» **Records for the exercise**
'''

impl LeadershipAuthority {
    pub fn new(cooldown: Duration, vote_timeout: Duration) -> Self {
        Self {
            ticket: None,
            next_ticket: 1,
            last_transfer: None,
            cooldown,
            vote_timeout,
        }
    }

    pub fn state(&self, registry: &MembershipRegistry) -> LeadershipState {
        if registry.leader().is_none() {
            LeadershipState::NoLeader
        } else if self.ticket.is_some() {
            LeadershipState::ElectionPending
        } else {
            LeadershipState::LeaderAssigned
        }
    }

    pub fn ticket(&self) -> Option<&LeadershipTicket> {
        self.ticket.as_ref()
    }

    /// Deadline of the open ticket, for the owner's timer.
    pub fn next_deadline(&self) -> Option<Instant> {
        self.ticket.as_ref().map(|t| t.deadline)
    }

    /// Session start: the host leads without a vote. Does not start the
    /// cooldown.
    pub fn init(&mut self, host: PeerId, registry: &mut MembershipRegistry) {
        registry.set_leader(Some(host));
        log::info!("{host} leads the session (host)");
    }

    pub fn request_leadership(
        &mut self,
        requester: PeerId,
        reason: String,
        registry: &MembershipRegistry,
        now: Instant,
    ) -> Result<VoteRequest, LeadershipRequestError> {
        if !registry.contains(requester) {
            return Err(LeadershipRequestError::NotAMember);
        }
        if registry.leader() == Some(requester) {
            return Err(LeadershipRequestError::AlreadyLeader);
        }
        if self.ticket.is_some() {
            return Err(LeadershipRequestError::RequestInProgress);
        }
        if let Some(last) = self.last_transfer {
            let since = now.saturating_duration_since(last);
            if since < self.cooldown {
                return Err(LeadershipRequestError::Cooldown {
                    remaining_ms: (self.cooldown - since).as_millis() as u64,
                });
            }
        }

        let id = TicketId(self.next_ticket);
        self.next_ticket += 1;
        self.ticket = Some(LeadershipTicket {
            id,
            requester,
            reason: reason.clone(),
            request_time: now,
            deadline: now + self.vote_timeout,
            votes_for: BTreeSet::new(),
            votes_against: BTreeSet::new(),
        });
        log::info!("{requester} requests leadership (ticket {}): {reason}", id.0);
        Ok(VoteRequest {
            ticket: id,
            requester,
            reason,
            timeout: self.vote_timeout,
        })
    }

    pub fn cast_vote(
        &mut self,
        voter: PeerId,
        ticket: TicketId,
        in_favor: bool,
        registry: &mut MembershipRegistry,
        now: Instant,
    ) -> Result<VoteStatus, VoteError> {
        let open = self.ticket.as_mut().ok_or(VoteError::NoTicket)?;
        if open.id != ticket {
            return Err(VoteError::StaleTicket {
                cast: ticket,
                open: open.id,
            });
        }
        if voter == open.requester {
            return Err(VoteError::OwnTicket);
        }
        if !registry.contains(voter) {
            return Err(VoteError::NotAMember);
        }
        if open.has_voted(voter) {
            return Ok(VoteStatus::AlreadyVoted);
        }
        if in_favor {
            open.votes_for.insert(voter);
        } else {
            open.votes_against.insert(voter);
        }
        log::debug!(
            "{voter} voted {} on ticket {}",
            if in_favor { "for" } else { "against" },
            ticket.0
        );

        match self.finalize_if_complete(registry, now) {
            Some(decision) => Ok(VoteStatus::Decided(decision)),
            None => Ok(VoteStatus::Recorded),
        }
    }

    /// True once every eligible voter still on the roster has voted.
    fn all_voted(&self, registry: &MembershipRegistry) -> bool {
        let Some(ticket) = &self.ticket else {
            return false;
        };
        registry
            .ids()
            .into_iter()
            .filter(|id| *id != ticket.requester)
            .all(|id| ticket.has_voted(id))
    }

    /// Finalize the open ticket if nobody eligible is left to vote. Also
    /// called after a voter leaves the roster.
    pub fn finalize_if_complete(
        &mut self,
        registry: &mut MembershipRegistry,
        now: Instant,
    ) -> Option<LeadershipDecision> {
        if self.all_voted(registry) {
            self.finalize(registry, now, false)
        } else {
            None
        }
    }

    /// Resolve the open ticket once its deadline has passed.
    pub fn poll_timeout(
        &mut self,
        registry: &mut MembershipRegistry,
        now: Instant,
    ) -> Option<LeadershipDecision> {
        match &self.ticket {
            Some(t) if now >= t.deadline => self.finalize(registry, now, true),
            _ => None,
        }
    }

    /// Count the cast votes and clear the ticket.
    pub fn finalize(
        &mut self,
        registry: &mut MembershipRegistry,
        now: Instant,
        timed_out: bool,
    ) -> Option<LeadershipDecision> {
        let ticket = self.ticket.take()?;
        let votes_for = ticket.votes_for.len() as u32;
        let votes_against = ticket.votes_against.len() as u32;
        let previous_leader = registry.leader();
        let majority = votes_for > votes_against;
        let requester_present = registry.contains(ticket.requester);
        let transferred = majority && requester_present;

        if transferred {
            registry.set_leader(Some(ticket.requester));
            self.last_transfer = Some(now);
            log::info!(
                "leadership passes to {} ({votes_for} for, {votes_against} against)",
                ticket.requester
            );
        } else if majority {
            log::info!(
                "ticket {} carried but {} has left; leadership unchanged",
                ticket.id.0,
                ticket.requester
            );
        } else {
            log::info!(
                "ticket {} rejected ({votes_for} for, {votes_against} against{})",
                ticket.id.0,
                if timed_out { ", timed out" } else { "" }
            );
        }

        Some(LeadershipDecision {
            ticket: ticket.id,
            requester: ticket.requester,
            transferred,
            leader: registry.leader(),
            previous_leader,
            votes_for,
            votes_against,
            timed_out,
        })
    }

    /// The leader has left the roster: pick a successor without a vote.
    /// Call after removing the old leader's record.
    pub fn re_elect(
        &mut self,
        previous_leader: Option<PeerId>,
        registry: &mut MembershipRegistry,
    ) -> LeaderChange {
        let cancelled_ticket = self.ticket.take().map(|t| t.id);
        let successor = registry
            .host()
            .filter(|h| h.connected)
            .map(|h| h.id)
            .or_else(|| registry.earliest_connected(None));
        registry.set_leader(successor);
        match successor {
            Some(id) => log::info!("re-elected {id} as leader"),
            None => log::info!("no peers left to lead"),
        }
        LeaderChange {
            leader: successor,
            previous_leader,
            cancelled_ticket,
        }
    }

    /// Host-only override. Cancels any open ticket and restarts the
    /// cooldown.
    pub fn force_leadership_change(
        &mut self,
        by: PeerId,
        new_leader: PeerId,
        reason: &str,
        registry: &mut MembershipRegistry,
        now: Instant,
    ) -> Result<LeaderChange, LeadershipRequestError> {
        if !registry.get(by).is_some_and(|r| r.is_host) {
            return Err(LeadershipRequestError::NotHost);
        }
        if !registry.contains(new_leader) {
            return Err(LeadershipRequestError::NotAMember);
        }
        let previous_leader = registry.leader();
        if previous_leader == Some(new_leader) {
            return Err(LeadershipRequestError::AlreadyLeader);
        }
        let cancelled_ticket = self.ticket.take().map(|t| t.id);
        registry.set_leader(Some(new_leader));
        self.last_transfer = Some(now);
        log::info!("host {by} forced leadership to {new_leader}: {reason}");
        Ok(LeaderChange {
            leader: Some(new_leader),
            previous_leader,
            cancelled_ticket,
        })
    }
}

'''

Please return every line of the data, unaltered.

» **Answer to this problem**
impl LeadershipAuthority {
    pub fn new(cooldown: Duration, vote_timeout: Duration) -> Self {
        Self {
            ticket: None,
            next_ticket: 1,
            last_transfer: None,
            cooldown,
            vote_timeout,
        }
    }

    pub fn state(&self, registry: &MembershipRegistry) -> LeadershipState {
        if registry.leader().is_none() {
            LeadershipState::NoLeader
        } else if self.ticket.is_some() {
            LeadershipState::ElectionPending
        } else {
            LeadershipState::LeaderAssigned
        }
    }

    pub fn ticket(&self) -> Option<&LeadershipTicket> {
        self.ticket.as_ref()
    }

    /// Deadline of the open ticket, for the owner's timer.
    pub fn next_deadline(&self) -> Option<Instant> {
        self.ticket.as_ref().map(|t| t.deadline)
    }

    /// Session start: the host leads without a vote. Does not start the
    /// cooldown.
    pub fn init(&mut self, host: PeerId, registry: &mut MembershipRegistry) {
        registry.set_leader(Some(host));
        log::info!("{host} leads the session (host)");
    }

    pub fn request_leadership(
        &mut self,
        requester: PeerId,
        reason: String,
        registry: &MembershipRegistry,
        now: Instant,
    ) -> Result<VoteRequest, LeadershipRequestError> {
        if !registry.contains(requester) {
            return Err(LeadershipRequestError::NotAMember);
        }
        if registry.leader() == Some(requester) {
            return Err(LeadershipRequestError::AlreadyLeader);
        }
        if self.ticket.is_some() {
            return Err(LeadershipRequestError::RequestInProgress);
        }
        if let Some(last) = self.last_transfer {
            let since = now.saturating_duration_since(last);
            if since < self.cooldown {
                return Err(LeadershipRequestError::Cooldown {
                    remaining_ms: (self.cooldown - since).as_millis() as u64,
                });
            }
        }

        let id = TicketId(self.next_ticket);
        self.next_ticket += 1;
        self.ticket = Some(LeadershipTicket {
            id,
            requester,
            reason: reason.clone(),
            request_time: now,
            deadline: now + self.vote_timeout,
            votes_for: BTreeSet::new(),
            votes_against: BTreeSet::new(),
        });
        log::info!("{requester} requests leadership (ticket {}): {reason}", id.0);
        Ok(VoteRequest {
            ticket: id,
            requester,
            reason,
            timeout: self.vote_timeout,
        })
    }

    pub fn cast_vote(
        &mut self,
        voter: PeerId,
        ticket: TicketId,
        in_favor: bool,
        registry: &mut MembershipRegistry,
        now: Instant,
    ) -> Result<VoteStatus, VoteError> {
        let open = self.ticket.as_mut().ok_or(VoteError::NoTicket)?;
        if open.id != ticket {
            return Err(VoteError::StaleTicket {
                cast: ticket,
                open: open.id,
            });
        }
        if voter == open.requester {
            return Err(VoteError::OwnTicket);
        }
        if !registry.contains(voter) {
            return Err(VoteError::NotAMember);
        }
        if open.has_voted(voter) {
            return Ok(VoteStatus::AlreadyVoted);
        }
        if in_favor {
            open.votes_for.insert(voter);
        } else {
            open.votes_against.insert(voter);
        }
        log::debug!(
            "{voter} voted {} on ticket {}",
            if in_favor { "for" } else { "against" },
            ticket.0
        );

        match self.finalize_if_complete(registry, now) {
            Some(decision) => Ok(VoteStatus::Decided(decision)),
            None => Ok(VoteStatus::Recorded),
        }
    }

    /// True once every eligible voter still on the roster has voted.
    fn all_voted(&self, registry: &MembershipRegistry) -> bool {
        let Some(ticket) = &self.ticket else {
            return false;
        };
        registry
            .ids()
            .into_iter()
            .filter(|id| *id != ticket.requester)
            .all(|id| ticket.has_voted(id))
    }

    /// Finalize the open ticket if nobody eligible is left to vote. Also
    /// called after a voter leaves the roster.
    pub fn finalize_if_complete(
        &mut self,
        registry: &mut MembershipRegistry,
        now: Instant,
    ) -> Option<LeadershipDecision> {
        if self.all_voted(registry) {
            self.finalize(registry, now, false)
        } else {
            None
        }
    }

    /// Resolve the open ticket once its deadline has passed.
    pub fn poll_timeout(
        &mut self,
        registry: &mut MembershipRegistry,
        now: Instant,
    ) -> Option<LeadershipDecision> {
        match &self.ticket {
            Some(t) if now >= t.deadline => self.finalize(registry, now, true),
            _ => None,
        }
    }

    /// Count the cast votes and clear the ticket.
    pub fn finalize(
        &mut self,
        registry: &mut MembershipRegistry,
        now: Instant,
        timed_out: bool,
    ) -> Option<LeadershipDecision> {
        let ticket = self.ticket.take()?;
        let votes_for = ticket.votes_for.len() as u32;
        let votes_against = ticket.votes_against.len() as u32;
        let previous_leader = registry.leader();
        let majority = votes_for > votes_against;
        let requester_present = registry.contains(ticket.requester);
        let transferred = majority && requester_present;

        if transferred {
            registry.set_leader(Some(ticket.requester));
            self.last_transfer = Some(now);
            log::info!(
                "leadership passes to {} ({votes_for} for, {votes_against} against)",
                ticket.requester
            );
        } else if majority {
            log::info!(
                "ticket {} carried but {} has left; leadership unchanged",
                ticket.id.0,
                ticket.requester
            );
        } else {
            log::info!(
                "ticket {} rejected ({votes_for} for, {votes_against} against{})",
                ticket.id.0,
                if timed_out { ", timed out" } else { "" }
            );
        }

        Some(LeadershipDecision {
            ticket: ticket.id,
            requester: ticket.requester,
            transferred,
            leader: registry.leader(),
            previous_leader,
            votes_for,
            votes_against,
            timed_out,
        })
    }

    /// The leader has left the roster: pick a successor without a vote.
    /// Call after removing the old leader's record.
    pub fn re_elect(
        &mut self,
        previous_leader: Option<PeerId>,
        registry: &mut MembershipRegistry,
    ) -> LeaderChange {
        let cancelled_ticket = self.ticket.take().map(|t| t.id);
        let successor = registry
            .host()
            .filter(|h| h.connected)
            .map(|h| h.id)
            .or_else(|| registry.earliest_connected(None));
        registry.set_leader(successor);
        match successor {
            Some(id) => log::info!("re-elected {id} as leader"),
            None => log::info!("no peers left to lead"),
        }
        LeaderChange {
            leader: successor,
            previous_leader,
            cancelled_ticket,
        }
    }

    /// Host-only override. Cancels any open ticket and restarts the
    /// cooldown.
    pub fn force_leadership_change(
        &mut self,
        by: PeerId,
        new_leader: PeerId,
        reason: &str,
        registry: &mut MembershipRegistry,
        now: Instant,
    ) -> Result<LeaderChange, LeadershipRequestError> {
        if !registry.get(by).is_some_and(|r| r.is_host) {
            return Err(LeadershipRequestError::NotHost);
        }
        if !registry.contains(new_leader) {
            return Err(LeadershipRequestError::NotAMember);
        }
        let previous_leader = registry.leader();
        if previous_leader == Some(new_leader) {
            return Err(LeadershipRequestError::AlreadyLeader);
        }
        let cancelled_ticket = self.ticket.take().map(|t| t.id);
        registry.set_leader(Some(new_leader));
        self.last_transfer = Some(now);
        log::info!("host {by} forced leadership to {new_leader}: {reason}");
        Ok(LeaderChange {
            leader: Some(new_leader),
            previous_leader,
            cancelled_ticket,
        })
    }
}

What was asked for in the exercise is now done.